Germans and their Nazi past on tap in Ethics Center season opener

contact: Mark Schwerin
| WMU News
Photo of Martin Hille.

Hille

KALAMAZOO, Mich.—An expert on the regional history of Weimar, Germany, and Nazi Germany will examine the issue of Germans and their Nazi past when he speaks this month at Western Michigan University.

Dr. Martin Hille, associate professor of early modern and modern history at Passau University, will speak at 4 p.m. Tuesday, Sept. 22, in 205 Bernhard Center. His presentation, titled "The Germans and their Nazi Past: To What Extent Have They Accepted Responsibility?" is free and open to the public and will kick off the WMU Center for the Study of Ethics in Society Fall 2015 Lecture Series.

Historical reappraisal

The historical reappraisal of Germany's Nazi past fills whole libraries. This reappraisal includes the question of whether the Germans accepted responsibility for the crimes of the Third Reich. In his presentation, Hille will explore this question using the example of Munich, the former cradle of the Nazi movement and, since May 2015, home of one of the largest Nazi documentation centers in the world.

Hille will give a brief review of the most important stages of dealing with the Nazi past in Germany and Munich since 1945, sketch the diverging practices of historical reappraisal over seven decades and try to answer his central question and draw conclusions for the future.

Martin Hille

Hille became a professor at Passau University after obtaining the venia legend, also known as habilitation, the highest academic qualification a scholar can achieve by his or her own pursuit in many countries in Europe and elsewhere, and the degree of a post-graduate university lecturer in 2008. He earned a doctoral degree from Munich University in 1994, before he was appointed as a research associate at the Academy of Political Education in Tutzing, Germany, in 1995 and at Passau University in 2002.
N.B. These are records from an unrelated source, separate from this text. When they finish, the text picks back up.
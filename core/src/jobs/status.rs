// Licensed under the Apache License, Version 2.0 <LICENSE-APACHE or
// https://www.apache.org/licenses/LICENSE-2.0> or the MIT license
// <LICENSE-MIT or https://opensource.org/licenses/MIT>, at your
// option. This file may not be copied, modified, or distributed
// except according to those terms.

//! Job and execution status machines.

use serde::{Deserialize, Serialize};
use std::fmt;
use std::str::FromStr;
use thiserror::Error;

/// Error for unrecognized status strings read back from storage.
#[derive(Debug, Clone, Error, PartialEq, Eq)]
#[error("Unknown status: {0}")]
pub struct UnknownStatus(pub String);

/// Job lifecycle status.
///
/// Transitions are monotonic except that recovery may send a stale
/// `processing` job back to `created` for re-enqueue.
#[derive(Debug, Clone, Copy, PartialEq, Eq, Hash, Serialize, Deserialize)]
#[serde(rename_all = "snake_case")]
pub enum JobStatus {
    /// Inserted by the submitter, not yet published
    Created,
    /// Envelope published to the queue
    Queued,
    /// Claimed by a runner
    Processing,
    /// Matrix expanded, units scheduled
    Running,
    /// Barrier reached, waiting for in-flight writes to land
    Finalizing,
    /// Terminal: matrix complete and success rate met
    Completed,
    /// Terminal: timeout, insufficient success rate, or unrecoverable error
    Failed,
    /// Terminal: user-initiated cancel
    Cancelled,
}

impl JobStatus {
    pub fn as_str(&self) -> &'static str {
        match self {
            Self::Created => "created",
            Self::Queued => "queued",
            Self::Processing => "processing",
            Self::Running => "running",
            Self::Finalizing => "finalizing",
            Self::Completed => "completed",
            Self::Failed => "failed",
            Self::Cancelled => "cancelled",
        }
    }

    /// Terminal statuses are never left.
    pub fn is_terminal(&self) -> bool {
        matches!(self, Self::Completed | Self::Failed | Self::Cancelled)
    }

    /// The statuses a runner may claim from when an envelope arrives.
    pub const CLAIMABLE: [JobStatus; 3] = [Self::Created, Self::Queued, Self::Processing];

    /// The non-terminal statuses, for bulk operations like cancel.
    pub const OPEN: [JobStatus; 5] = [
        Self::Created,
        Self::Queued,
        Self::Processing,
        Self::Running,
        Self::Finalizing,
    ];

    /// Whether moving to `next` is a legal transition.
    ///
    /// Forward motion follows the lifecycle order; the one sanctioned
    /// re-entry is `processing -> created` performed by crash recovery.
    pub fn can_transition_to(&self, next: JobStatus) -> bool {
        if self.is_terminal() || *self == next {
            return false;
        }
        match (self, next) {
            (Self::Processing, Self::Created) => true,
            _ => Self::rank(next) > Self::rank(*self) || next.is_terminal(),
        }
    }

    fn rank(status: JobStatus) -> u8 {
        match status {
            Self::Created => 0,
            Self::Queued => 1,
            Self::Processing => 2,
            Self::Running => 3,
            Self::Finalizing => 4,
            Self::Completed | Self::Failed | Self::Cancelled => 5,
        }
    }
}

impl fmt::Display for JobStatus {
    fn fmt(&self, f: &mut fmt::Formatter<'_>) -> fmt::Result {
        f.write_str(self.as_str())
    }
}

impl FromStr for JobStatus {
    type Err = UnknownStatus;

    fn from_str(s: &str) -> Result<Self, Self::Err> {
        match s {
            "created" => Ok(Self::Created),
            "queued" => Ok(Self::Queued),
            "processing" => Ok(Self::Processing),
            "running" => Ok(Self::Running),
            "finalizing" => Ok(Self::Finalizing),
            "completed" => Ok(Self::Completed),
            "failed" => Ok(Self::Failed),
            "cancelled" => Ok(Self::Cancelled),
            other => Err(UnknownStatus(other.to_string())),
        }
    }
}

/// Per-execution status.
#[derive(Debug, Clone, Copy, PartialEq, Eq, Hash, Serialize, Deserialize)]
#[serde(rename_all = "snake_case")]
pub enum ExecutionStatus {
    /// Row created, unit not yet dispatched
    Pending,
    /// Provider call in flight
    Running,
    /// Provider returned successfully
    Completed,
    /// Provider error, timeout, or no healthy provider
    Failed,
    /// Job context cancelled while the unit was open
    Cancelled,
    /// Auto-stop found an existing row for the unit
    DuplicateSkipped,
    /// Awaiting a retry attempt
    Retrying,
}

impl ExecutionStatus {
    pub fn as_str(&self) -> &'static str {
        match self {
            Self::Pending => "pending",
            Self::Running => "running",
            Self::Completed => "completed",
            Self::Failed => "failed",
            Self::Cancelled => "cancelled",
            Self::DuplicateSkipped => "duplicate_skipped",
            Self::Retrying => "retrying",
        }
    }

    /// Terminal execution statuses must carry a `completed_at`.
    pub fn is_terminal(&self) -> bool {
        matches!(
            self,
            Self::Completed | Self::Failed | Self::Cancelled | Self::DuplicateSkipped
        )
    }

    /// Statuses that block a re-attempt of the same unit.
    ///
    /// A `failed` row invites a retry and a `cancelled` row may be healed by
    /// crash recovery, so neither blocks; a pending, running, or completed
    /// row means the unit is owned or already answered.
    pub const BLOCKING: [ExecutionStatus; 3] = [Self::Pending, Self::Running, Self::Completed];

    pub fn is_blocking(&self) -> bool {
        Self::BLOCKING.contains(self)
    }
}

impl fmt::Display for ExecutionStatus {
    fn fmt(&self, f: &mut fmt::Formatter<'_>) -> fmt::Result {
        f.write_str(self.as_str())
    }
}

impl FromStr for ExecutionStatus {
    type Err = UnknownStatus;

    fn from_str(s: &str) -> Result<Self, Self::Err> {
        match s {
            "pending" => Ok(Self::Pending),
            "running" => Ok(Self::Running),
            "completed" => Ok(Self::Completed),
            "failed" => Ok(Self::Failed),
            "cancelled" => Ok(Self::Cancelled),
            "duplicate_skipped" => Ok(Self::DuplicateSkipped),
            "retrying" => Ok(Self::Retrying),
            other => Err(UnknownStatus(other.to_string())),
        }
    }
}
// Licensed under the Apache License, Version 2.0 <LICENSE-APACHE or
// https://www.apache.org/licenses/LICENSE-2.0> or the MIT license
// <LICENSE-MIT or https://opensource.org/licenses/MIT>, at your
// option. This file may not be copied, modified, or distributed
// except according to those terms.

//! Strict regional provider selection.
//!
//! The router owns the provider registry and enforces the region lock: a
//! unit that requests region R is served by a provider in region R or not at
//! all. There is no cross-region fallback. When no region preference is
//! given, healthy providers are ordered by observed latency.

use chrono::{DateTime, Utc};
use parking_lot::RwLock;
use std::sync::atomic::{AtomicBool, Ordering};
use std::sync::Arc;
use std::time::Duration;
use tracing::debug;

use crate::jobs::{Region, ALL_REGIONS};
use crate::providers::client::ProviderClient;
use crate::providers::error::ProviderError;
use crate::providers::types::{
    InferenceRequest, ProviderCallOutcome, ProviderEndpoint, ProviderSnapshot,
};

/// Weight of a new observation in the latency EWMA
const LATENCY_EWMA_WEIGHT: f64 = 0.2;

/// Rolling success and latency metrics for one provider.
#[derive(Debug, Clone, Default)]
struct RollingMetrics {
    total_calls: u64,
    successes: u64,
    avg_latency_ms: f64,
}

impl RollingMetrics {
    fn record(&mut self, success: bool, latency: Duration) {
        self.total_calls += 1;
        if success {
            self.successes += 1;
        }
        let latency_ms = latency.as_secs_f64() * 1000.0;
        if self.total_calls == 1 {
            self.avg_latency_ms = latency_ms;
        } else {
            self.avg_latency_ms = self.avg_latency_ms * (1.0 - LATENCY_EWMA_WEIGHT)
                + latency_ms * LATENCY_EWMA_WEIGHT;
        }
    }

    fn success_rate(&self) -> f64 {
        if self.total_calls == 0 {
            1.0
        } else {
            self.successes as f64 / self.total_calls as f64
        }
    }
}

/// One registered provider with its mutable health state.
///
/// Health is written only by the health-check task; readers observe a
/// consistent snapshot through atomics and short lock holds.
#[derive(Debug)]
pub struct ProviderState {
    name: String,
    endpoint: String,
    region: Region,
    healthy: AtomicBool,
    last_check: RwLock<Option<DateTime<Utc>>>,
    metrics: RwLock<RollingMetrics>,
}

impl ProviderState {
    fn new(config: &ProviderEndpoint) -> Self {
        Self {
            name: config.name.clone(),
            endpoint: config.endpoint.clone(),
            region: config.region,
            healthy: AtomicBool::new(false),
            last_check: RwLock::new(None),
            metrics: RwLock::new(RollingMetrics::default()),
        }
    }

    pub fn name(&self) -> &str {
        &self.name
    }

    pub fn endpoint(&self) -> &str {
        &self.endpoint
    }

    pub fn region(&self) -> Region {
        self.region
    }

    /// Record the outcome of a health probe.
    pub fn set_health(&self, healthy: bool) {
        self.healthy.store(healthy, Ordering::Release);
        *self.last_check.write() = Some(Utc::now());
    }

    /// A provider is usable when its last check succeeded and is not stale.
    pub fn is_fresh(&self, staleness: Duration) -> bool {
        if !self.healthy.load(Ordering::Acquire) {
            return false;
        }
        match *self.last_check.read() {
            Some(checked) => {
                let age = Utc::now().signed_duration_since(checked);
                age.num_milliseconds() >= 0
                    && (age.num_milliseconds() as u128) < staleness.as_millis()
            }
            None => false,
        }
    }

    fn record_outcome(&self, success: bool, latency: Duration) {
        self.metrics.write().record(success, latency);
    }

    fn avg_latency_ms(&self) -> f64 {
        self.metrics.read().avg_latency_ms
    }

    /// Point-in-time view for introspection.
    pub fn snapshot(&self) -> ProviderSnapshot {
        let metrics = self.metrics.read().clone();
        ProviderSnapshot {
            name: self.name.clone(),
            endpoint: self.endpoint.clone(),
            region: self.region,
            healthy: self.healthy.load(Ordering::Acquire),
            last_check: *self.last_check.read(),
            avg_latency_ms: metrics.avg_latency_ms,
            success_rate: metrics.success_rate(),
            total_calls: metrics.total_calls,
        }
    }
}

/// The provider router.
pub struct ProviderRouter {
    providers: Vec<Arc<ProviderState>>,
    client: ProviderClient,
    staleness: Duration,
}

impl ProviderRouter {
    /// Build the registry from configured endpoints.
    ///
    /// `staleness` is the window after which a passing health check no
    /// longer counts (conventionally twice the check interval).
    pub fn new(endpoints: &[ProviderEndpoint], client: ProviderClient, staleness: Duration) -> Self {
        let providers = endpoints
            .iter()
            .map(|e| Arc::new(ProviderState::new(e)))
            .collect();

        Self {
            providers,
            client,
            staleness,
        }
    }

    /// The registered providers.
    pub fn providers(&self) -> &[Arc<ProviderState>] {
        &self.providers
    }

    /// The HTTP client used for provider calls and health probes.
    pub fn client(&self) -> &ProviderClient {
        &self.client
    }

    /// Regions with at least one fresh, healthy provider.
    pub fn available_regions(&self) -> Vec<Region> {
        ALL_REGIONS
            .iter()
            .copied()
            .filter(|region| self.has_healthy_provider(*region))
            .collect()
    }

    /// Whether any fresh, healthy provider serves the region.
    pub fn has_healthy_provider(&self, region: Region) -> bool {
        self.providers
            .iter()
            .any(|p| p.region == region && p.is_fresh(self.staleness))
    }

    /// Select exactly one provider for a request.
    ///
    /// With a region preference, only healthy providers in that region are
    /// eligible; an empty set is a well-defined failure carrying the regions
    /// currently available. Without a preference, the healthy provider with
    /// the lowest observed latency wins.
    pub fn select_provider(
        &self,
        region_preference: Option<Region>,
    ) -> Result<Arc<ProviderState>, ProviderError> {
        let mut candidates: Vec<&Arc<ProviderState>> = self
            .providers
            .iter()
            .filter(|p| p.is_fresh(self.staleness))
            .filter(|p| region_preference.map_or(true, |region| p.region == region))
            .collect();

        candidates.sort_by(|a, b| {
            a.avg_latency_ms()
                .partial_cmp(&b.avg_latency_ms())
                .unwrap_or(std::cmp::Ordering::Equal)
        });

        match candidates.first().copied() {
            Some(provider) => Ok(Arc::clone(provider)),
            None => Err(ProviderError::NoHealthyProviders {
                region: region_preference.unwrap_or(Region::UsEast),
                available: self.available_regions(),
            }),
        }
    }

    /// Route and execute one inference call.
    ///
    /// Selects a provider for `region`, invokes it bounded by `timeout`, and
    /// updates the provider's rolling metrics. A 2xx body with
    /// `success: false` is reported as [`ProviderError::InferenceFailed`].
    pub async fn execute(
        &self,
        region: Region,
        request: &InferenceRequest,
        timeout: Duration,
    ) -> Result<ProviderCallOutcome, ProviderError> {
        let provider = self.select_provider(Some(region))?;

        debug!(
            provider = %provider.name,
            region = %region,
            model = %request.model,
            "routing inference call"
        );

        let result = self.client.infer(&provider.endpoint, request, timeout).await;

        match result {
            Ok((response, duration)) => {
                provider.record_outcome(response.success, duration);
                if response.success {
                    Ok(ProviderCallOutcome {
                        provider_name: provider.name.clone(),
                        provider_region: provider.region,
                        provider_endpoint: provider.endpoint.clone(),
                        response,
                        duration,
                    })
                } else {
                    let message = response
                        .error
                        .unwrap_or_else(|| "provider reported failure".to_string());
                    Err(ProviderError::InferenceFailed(message))
                }
            }
            Err(e) => {
                provider.record_outcome(false, timeout);
                Err(e)
            }
        }
    }

    /// Introspection snapshot of every provider.
    pub fn snapshots(&self) -> Vec<ProviderSnapshot> {
        self.providers.iter().map(|p| p.snapshot()).collect()
    }
}

#[cfg(test)]
mod tests {
    use super::*;

    fn endpoint(name: &str, region: Region) -> ProviderEndpoint {
        ProviderEndpoint {
            name: name.to_string(),
            endpoint: format!("http://{name}.test"),
            region,
        }
    }

    fn router_with(endpoints: &[ProviderEndpoint]) -> ProviderRouter {
        ProviderRouter::new(endpoints, ProviderClient::new(), Duration::from_secs(30))
    }

    #[test]
    fn test_unhealthy_until_checked() {
        let router = router_with(&[endpoint("p1", Region::UsEast)]);
        assert!(!router.has_healthy_provider(Region::UsEast));
        assert!(router.select_provider(Some(Region::UsEast)).is_err());
    }

    #[test]
    fn test_strict_region_selection() {
        let router = router_with(&[
            endpoint("us", Region::UsEast),
            endpoint("eu", Region::EuWest),
        ]);
        router.providers()[0].set_health(true);
        router.providers()[1].set_health(true);

        let picked = router.select_provider(Some(Region::EuWest)).unwrap();
        assert_eq!(picked.region(), Region::EuWest);
        assert_eq!(picked.name(), "eu");
    }

    #[test]
    fn test_no_cross_region_fallback() {
        let router = router_with(&[
            endpoint("us", Region::UsEast),
            endpoint("eu", Region::EuWest),
        ]);
        // Only us-east is healthy; an eu-west request must fail rather than
        // silently route across regions.
        router.providers()[0].set_health(true);

        let err = router.select_provider(Some(Region::EuWest)).unwrap_err();
        match err {
            ProviderError::NoHealthyProviders { region, available } => {
                assert_eq!(region, Region::EuWest);
                assert_eq!(available, vec![Region::UsEast]);
            }
            other => panic!("expected NoHealthyProviders, got {other:?}"),
        }
    }

    #[test]
    fn test_no_preference_prefers_low_latency() {
        let router = router_with(&[
            endpoint("slow", Region::UsEast),
            endpoint("fast", Region::EuWest),
        ]);
        router.providers()[0].set_health(true);
        router.providers()[1].set_health(true);
        router.providers()[0].record_outcome(true, Duration::from_millis(900));
        router.providers()[1].record_outcome(true, Duration::from_millis(50));

        let picked = router.select_provider(None).unwrap();
        assert_eq!(picked.name(), "fast");
    }

    #[test]
    fn test_freshness_window() {
        let provider = ProviderState::new(&endpoint("p1", Region::UsEast));
        provider.set_health(true);
        assert!(provider.is_fresh(Duration::from_secs(30)));
        // A zero-width staleness window rejects even a just-checked provider.
        assert!(!provider.is_fresh(Duration::ZERO));
    }

    #[test]
    fn test_rolling_metrics() {
        let mut metrics = RollingMetrics::default();
        metrics.record(true, Duration::from_millis(100));
        assert_eq!(metrics.avg_latency_ms, 100.0);
        metrics.record(false, Duration::from_millis(200));
        assert!(metrics.avg_latency_ms > 100.0 && metrics.avg_latency_ms < 200.0);
        assert_eq!(metrics.success_rate(), 0.5);
    }
}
He is a member of several historical associations and surveyor for the Austrian National Fund to foster scientific research. In 2009, he won the Karl-Heinz-Pollok-Memorial Award for outstanding post-doctoral thesis. The thesis explores the worldview of German Catholic chroniclers during the Reformation and Counter-Reformation period and reflects one of his main research interests.

Hille has written or edited four books and 44 scholarly articles and has made numerous contributions to newspapers, magazines and the broadcasting media. He is at WMU this fall as part of the faculty exchange between WMU and the University of Passau.

Hille's presentation is co-sponsored by the Haenicke Institute for Global Education, the Department of History and the Department of World Languages and Literatures.

Upcoming presentations

  • Sept. 24: Stacy Nigliazzo, registered nurse, Memorial Hermann Hospital, Houston, 4:45 p.m., Putney Auditorium, Fetzer Center, "The Necessary Tablet: The Healing Power of Creative Expression."
  • Nov. 3: Ta-Nehisi Coates, national correspondent, The Atlantic, 8 p.m., Miller Auditorium, "Between the World and Me."
  • Nov. 19: Nelson Miller, associate dean (Grand Rapids), and professor, WMU Cooley Law School, 6 p.m., Room 205, Bernhard Center, "Sources of Ethical Commitment: Finding Your Ground for Finding Your Way."
  • Dec. 4: Helen Frowe, director, Stockholm Centre for the Ethics of War and Peace, 5:30 p.m., Room 157, Bernhard Center, topic to be announced.